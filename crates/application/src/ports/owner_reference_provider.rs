use async_trait::async_trait;
use kube_owners_domain::{DomainError, ObjectRef, OwnerRef};
use std::sync::Arc;

#[async_trait]
pub trait OwnerReferenceProvider: Send + Sync {
    /// Owners declared by `reference`. An object that no longer exists
    /// reports no owners rather than an error.
    async fn get_owner_references(
        &self,
        reference: &ObjectRef,
    ) -> Result<Arc<[OwnerRef]>, DomainError>;
}
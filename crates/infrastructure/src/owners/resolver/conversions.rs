use k8s_openapi::api::core::v1::ObjectReference;
use k8s_openapi::apimachinery::pkg::apis::meta::v1::OwnerReference;
use kube::api::DynamicObject;
use kube::ResourceExt;
use kube_owners_application::ports::ClusterObject;
use kube_owners_domain::{DomainError, ObjectRef, ObjectUid, OwnerRef};

/// Converts a core/v1 `ObjectReference`, e.g. an event's `involvedObject`.
///
/// `apiVersion`, `kind` and `name` are required. A missing uid yields a
/// reference that the owner cache will not key.
pub fn object_ref_from_k8s(reference: &ObjectReference) -> Result<ObjectRef, DomainError> {
    let required = |field: &Option<String>, name: &str| -> Result<String, DomainError> {
        field
            .as_deref()
            .filter(|value| !value.is_empty())
            .map(str::to_string)
            .ok_or_else(|| DomainError::InvalidReference(format!("missing {name}")))
    };

    let api_version = required(&reference.api_version, "apiVersion")?;
    let kind = required(&reference.kind, "kind")?;
    let name = required(&reference.name, "name")?;

    Ok(ObjectRef::new(
        api_version,
        kind,
        reference.namespace.as_deref(),
        name,
        reference.uid.as_deref().unwrap_or_default(),
    ))
}

pub fn owner_ref_from_k8s(owner: &OwnerReference) -> OwnerRef {
    OwnerRef {
        controller: owner.controller,
        block_owner_deletion: owner.block_owner_deletion,
        ..OwnerRef::new(&owner.api_version, &owner.kind, &owner.name, owner.uid.as_str())
    }
}

/// Extracts the uid and declared owners of a fetched object, in order.
pub fn cluster_object_from_dynamic(object: &DynamicObject) -> ClusterObject {
    ClusterObject::new(
        object.uid().map(ObjectUid::from),
        object
            .owner_references()
            .iter()
            .map(owner_ref_from_k8s)
            .collect(),
    )
}
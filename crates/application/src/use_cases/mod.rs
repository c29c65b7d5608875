pub mod owners;

pub use owners::ResolveOwnerChainUseCase;
//! Kube Owners Infrastructure Layer
pub mod logging;
pub mod owners;
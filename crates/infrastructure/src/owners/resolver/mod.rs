//! Owner resolution with a cache decorator
//!
//! - **Cache**: memoizes owners per uid, including not-found outcomes (outermost)
//! - **Kube fetcher**: fetches objects from the cluster through the dynamic API (innermost)
//!
//! ## Example Usage
//!
//! ```no_run
//! use kube_owners_infrastructure::owners::resolver::{KubeObjectFetcher, OwnerReferenceCache};
//! use std::sync::Arc;
//!
//! # async fn run(client: kube::Client) -> Result<(), kube_owners_domain::DomainError> {
//! let cache = OwnerReferenceCache::new(Arc::new(KubeObjectFetcher::new(client)), 1024)?;
//! # Ok(())
//! # }
//! ```

pub mod cache_layer;
pub mod conversions;
pub mod kube_fetcher;

pub use cache_layer::OwnerReferenceCache;
pub use conversions::{cluster_object_from_dynamic, object_ref_from_k8s, owner_ref_from_k8s};
pub use kube_fetcher::{map_kube_error, KubeObjectFetcher};
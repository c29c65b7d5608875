use thiserror::Error;

#[derive(Error, Debug)]
pub enum ConfigError {
    #[error("Failed to parse configuration: {0}")]
    Parse(#[from] toml::de::Error),

    #[error("Invalid configuration: {0}")]
    Validation(String),
}
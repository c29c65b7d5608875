pub mod mock_providers;
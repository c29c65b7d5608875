use std::sync::atomic::{AtomicU64, Ordering};

#[derive(Default)]
pub struct OwnerCacheMetrics {
    pub hits: AtomicU64,
    pub misses: AtomicU64,
    pub fetches: AtomicU64,
    pub positive_inserts: AtomicU64,
    pub negative_inserts: AtomicU64,
    pub lookup_failures: AtomicU64,
}

impl OwnerCacheMetrics {
    pub fn hit_rate(&self) -> f64 {
        let hits = self.hits.load(Ordering::Relaxed) as f64;
        let total = hits + self.misses.load(Ordering::Relaxed) as f64;

        if total > 0.0 {
            (hits / total) * 100.0
        } else {
            0.0
        }
    }
}

#[derive(Debug, Clone, PartialEq)]
pub struct OwnerCacheStats {
    pub entries: usize,
    pub capacity: usize,
    pub hits: u64,
    pub misses: u64,
    pub fetches: u64,
    pub positive_inserts: u64,
    pub negative_inserts: u64,
    pub lookup_failures: u64,
    pub evictions: u64,
    pub ghost_hits: u64,
    pub target_recent: usize,
    pub hit_rate: f64,
}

Exercise objective | Show every line in the entries where the string "configuration" occurs.

Task response |
    #[error("Failed to parse configuration: {0}")]
    #[error("Invalid configuration: {0}")]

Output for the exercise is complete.